■ RECORDS SUPPLIED
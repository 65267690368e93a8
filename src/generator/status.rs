use super::SignalGenerator;
use crate::error::SigGenError;
use crate::instrument::Transport;
use crate::protocol::{self, parse_error_reply, parse_i64, parse_identity};
use crate::types::{DeviceError, Identity};
use log::{info, warn};

impl<T: Transport> SignalGenerator<T> {
    /// Query `*IDN?` and check the model against the known list.
    ///
    /// The model is the second comma separated field of the reply. A model
    /// outside [`DriverConfig::known_models`](super::DriverConfig) is
    /// reported with a warning; the driver keeps working with it.
    ///
    /// # Errors
    /// Returns `SigGenError::Protocol` if the reply has no model field, or
    /// the transport error if the query fails.
    ///
    /// # Examples
    /// ```no_run
    /// use rf_siggen::SignalGenerator;
    ///
    /// let mut generator = SignalGenerator::builder()
    ///     .resource("GPIB0::28::INSTR")
    ///     .build()?;
    /// let identity = generator.identify()?;
    /// println!("Connected to {identity}");
    /// # Ok::<(), Box<dyn std::error::Error>>(())
    /// ```
    pub fn identify(&mut self) -> Result<Identity, SigGenError> {
        let reply = self.session.query(protocol::IDENTIFY)?;
        let identity = parse_identity(&reply)?;

        if identity.is_known(&self.config.known_models) {
            info!("Connected to {identity}");
        } else {
            warn!(
                "Instrument model {} is not known or tested, driver may not interface correctly",
                identity.model
            );
        }

        self.identity = Some(identity.clone());
        Ok(identity)
    }

    /// Reset the instrument to its preset state (`*RST`).
    pub fn reset(&mut self) -> Result<(), SigGenError> {
        self.send(protocol::RESET)
    }

    /// Clear the status registers and error queue (`*CLS`), and forget the
    /// device errors collected so far.
    pub fn clear_state(&mut self) -> Result<(), SigGenError> {
        self.send(protocol::CLEAR_STATUS)?;
        self.device_errors.clear();
        Ok(())
    }

    /// Block until the instrument reports all pending operations complete.
    ///
    /// `*OPC?` answers `1` once the preceding commands have been processed.
    pub fn wait_complete(&mut self) -> Result<(), SigGenError> {
        let reply = self.session.query(protocol::OPERATION_COMPLETE)?;
        match parse_i64(&reply, "operation complete flag")? {
            1 => Ok(()),
            other => Err(SigGenError::Protocol(format!(
                "Unexpected *OPC? reply: {other}"
            ))),
        }
    }

    /// Read one entry of the error queue; `None` if the queue is empty.
    pub fn get_error(&mut self) -> Result<Option<DeviceError>, SigGenError> {
        let reply = self.session.query(protocol::SYSTEM_ERROR)?;
        Ok(parse_error_reply(&reply, None))
    }

    /// Drain the error queue.
    ///
    /// Reads `SYST:ERR?` until the instrument reports "No error", at most
    /// `max_error_drain` times. An empty vector means no error was present.
    ///
    /// # Examples
    /// ```no_run
    /// use rf_siggen::SignalGenerator;
    ///
    /// let mut generator = SignalGenerator::builder()
    ///     .resource("GPIB0::28::INSTR")
    ///     .build()?;
    /// for error in generator.get_errors()? {
    ///     println!("{error}");
    /// }
    /// # Ok::<(), Box<dyn std::error::Error>>(())
    /// ```
    pub fn get_errors(&mut self) -> Result<Vec<DeviceError>, SigGenError> {
        self.drain_errors(None)
    }

    pub(crate) fn drain_errors(
        &mut self,
        command: Option<&str>,
    ) -> Result<Vec<DeviceError>, SigGenError> {
        let mut errors = Vec::new();
        for _ in 0..self.config.max_error_drain {
            let reply = self.session.query(protocol::SYSTEM_ERROR)?;
            match parse_error_reply(&reply, command) {
                Some(error) => errors.push(error),
                None => return Ok(errors),
            }
        }
        warn!(
            "Error queue still not empty after {} reads",
            self.config.max_error_drain
        );
        Ok(errors)
    }
}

■ WHAT TO PRODUCE
The material above must be returned word for word, complete.

■ SOLUTION FOR THIS PROBLEM
repository 65267690368e93a8
filename src/generator/status.rs
use super::SignalGenerator;
use crate::error::SigGenError;
use crate::instrument::Transport;
use crate::protocol::{self, parse_error_reply, parse_i64, parse_identity};
use crate::types::{DeviceError, Identity};
use log::{info, warn};

impl<T: Transport> SignalGenerator<T> {
    /// Query `*IDN?` and check the model against the known list.
    ///
    /// The model is the second comma separated field of the reply. A model
    /// outside [`DriverConfig::known_models`](super::DriverConfig) is
    /// reported with a warning; the driver keeps working with it.
    ///
    /// # Errors
    /// Returns `SigGenError::Protocol` if the reply has no model field, or
    /// the transport error if the query fails.
    ///
    /// # Examples
    /// ```no_run
    /// use rf_siggen::SignalGenerator;
    ///
    /// let mut generator = SignalGenerator::builder()
    ///     .resource("GPIB0::28::INSTR")
    ///     .build()?;
    /// let identity = generator.identify()?;
    /// println!("Connected to {identity}");
    /// # Ok::<(), Box<dyn std::error::Error>>(())
    /// ```
    pub fn identify(&mut self) -> Result<Identity, SigGenError> {
        let reply = self.session.query(protocol::IDENTIFY)?;
        let identity = parse_identity(&reply)?;

        if identity.is_known(&self.config.known_models) {
            info!("Connected to {identity}");
        } else {
            warn!(
                "Instrument model {} is not known or tested, driver may not interface correctly",
                identity.model
            );
        }

        self.identity = Some(identity.clone());
        Ok(identity)
    }

    /// Reset the instrument to its preset state (`*RST`).
    pub fn reset(&mut self) -> Result<(), SigGenError> {
        self.send(protocol::RESET)
    }

    /// Clear the status registers and error queue (`*CLS`), and forget the
    /// device errors collected so far.
    pub fn clear_state(&mut self) -> Result<(), SigGenError> {
        self.send(protocol::CLEAR_STATUS)?;
        self.device_errors.clear();
        Ok(())
    }

    /// Block until the instrument reports all pending operations complete.
    ///
    /// `*OPC?` answers `1` once the preceding commands have been processed.
    pub fn wait_complete(&mut self) -> Result<(), SigGenError> {
        let reply = self.session.query(protocol::OPERATION_COMPLETE)?;
        match parse_i64(&reply, "operation complete flag")? {
            1 => Ok(()),
            other => Err(SigGenError::Protocol(format!(
                "Unexpected *OPC? reply: {other}"
            ))),
        }
    }

    /// Read one entry of the error queue; `None` if the queue is empty.
    pub fn get_error(&mut self) -> Result<Option<DeviceError>, SigGenError> {
        let reply = self.session.query(protocol::SYSTEM_ERROR)?;
        Ok(parse_error_reply(&reply, None))
    }

    /// Drain the error queue.
    ///
    /// Reads `SYST:ERR?` until the instrument reports "No error", at most
    /// `max_error_drain` times. An empty vector means no error was present.
    ///
    /// # Examples
    /// ```no_run
    /// use rf_siggen::SignalGenerator;
    ///
    /// let mut generator = SignalGenerator::builder()
    ///     .resource("GPIB0::28::INSTR")
    ///     .build()?;
    /// for error in generator.get_errors()? {
    ///     println!("{error}");
    /// }
    /// # Ok::<(), Box<dyn std::error::Error>>(())
    /// ```
    pub fn get_errors(&mut self) -> Result<Vec<DeviceError>, SigGenError> {
        self.drain_errors(None)
    }

    pub(crate) fn drain_errors(
        &mut self,
        command: Option<&str>,
    ) -> Result<Vec<DeviceError>, SigGenError> {
        let mut errors = Vec::new();
        for _ in 0..self.config.max_error_drain {
            let reply = self.session.query(protocol::SYSTEM_ERROR)?;
            match parse_error_reply(&reply, command) {
                Some(error) => errors.push(error),
                None => return Ok(errors),
            }
        }
        warn!(
            "Error queue still not empty after {} reads",
            self.config.max_error_drain
        );
        Ok(errors)
    }
}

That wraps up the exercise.